Trend 7: Imagining anything as a service. Asset owners are starting to create services for what have been traditionally sold as products. In B2B environments, this allows both companies and consumers to purchase units of a service and to account for them as a variable cost instead of undertaking large capital investments, freeing them of the hassles of buying and maintaining a product. Think Zipcar or cloud computing.

Trend 8: The age of the multisided business model. The “freemium” business model, likeFlickr, Pandora and Skype, is creating a new set of opportunities. Because those paying for the service benefit from a larger community of users, the greater the number of free users there is, the more valuable the service becomes for those who are paying.

Trend 9: Innovating from the bottom of the pyramid. Disruptive business models ‘arise when when technology combines with extreme market conditions, such as customer demand for very low price points, poor infrastructure, hard-to-access suppliers, and low-cost curves for talent.’ One example is the M-Pesa banking service provided by the African telcom provider, Safaricom, which overcomes the difficulty that banking institutions have to reach poor people in distant areas, by  allowing users to sell airtime minutes as if it was virtual cash.

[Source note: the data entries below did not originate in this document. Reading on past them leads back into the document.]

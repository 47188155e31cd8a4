//! Test fixtures for on-disk streams.
//!
//! Provides temporary files that clean themselves up and ready-made
//! backends over them.

use bufstream_backend::FdBackend;
use std::fs::OpenOptions;
use std::path::{Path, PathBuf};
use tempfile::TempDir;

/// A file inside a temporary directory, removed on drop.
pub struct TempFile {
    path: PathBuf,
    /// The temporary directory (kept alive to prevent cleanup).
    _temp_dir: TempDir,
}

impl TempFile {
    /// Creates a path for a file that does not exist yet.
    pub fn new(name: &str) -> Self {
        let temp_dir = TempDir::new().expect("Failed to create temp directory");
        Self {
            path: temp_dir.path().join(name),
            _temp_dir: temp_dir,
        }
    }

    /// Creates a file with the given contents.
    pub fn with_contents(name: &str, contents: &[u8]) -> Self {
        let file = Self::new(name);
        std::fs::write(&file.path, contents).expect("Failed to write fixture contents");
        file
    }

    /// Returns the file path.
    pub fn path(&self) -> &Path {
        &self.path
    }

    /// Reads the current file contents.
    pub fn contents(&self) -> Vec<u8> {
        std::fs::read(&self.path).expect("Failed to read fixture contents")
    }

    /// Opens a read-write backend over the file, creating it if needed.
    pub fn backend(&self) -> FdBackend {
        FdBackend::open(&self.path, &read_write()).expect("Failed to open fixture backend")
    }
}

/// Options for opening a file for reading and writing, creating it if missing.
pub fn read_write() -> OpenOptions {
    let mut options = OpenOptions::new();
    options.read(true).write(true).create(true);
    options
}

/// Builds the bytes of `pattern` repeated `times` times.
pub fn repeated(pattern: &[u8], times: usize) -> Vec<u8> {
    pattern.repeat(times)
}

Trend 10: Producing public good on the grid. With critical sustainability challenges hitting governments around the world, particularly in cities (where over 70% of the world’s population is likely to be living in by 2050), technology is enabling a new way for governments to organize solutions. From the smart coordination of the transport system, to smart metering of electricity, to smart sensors to control water use and quality. These solutions are helping authorities and communities re-imagine the way public goods are (co)created."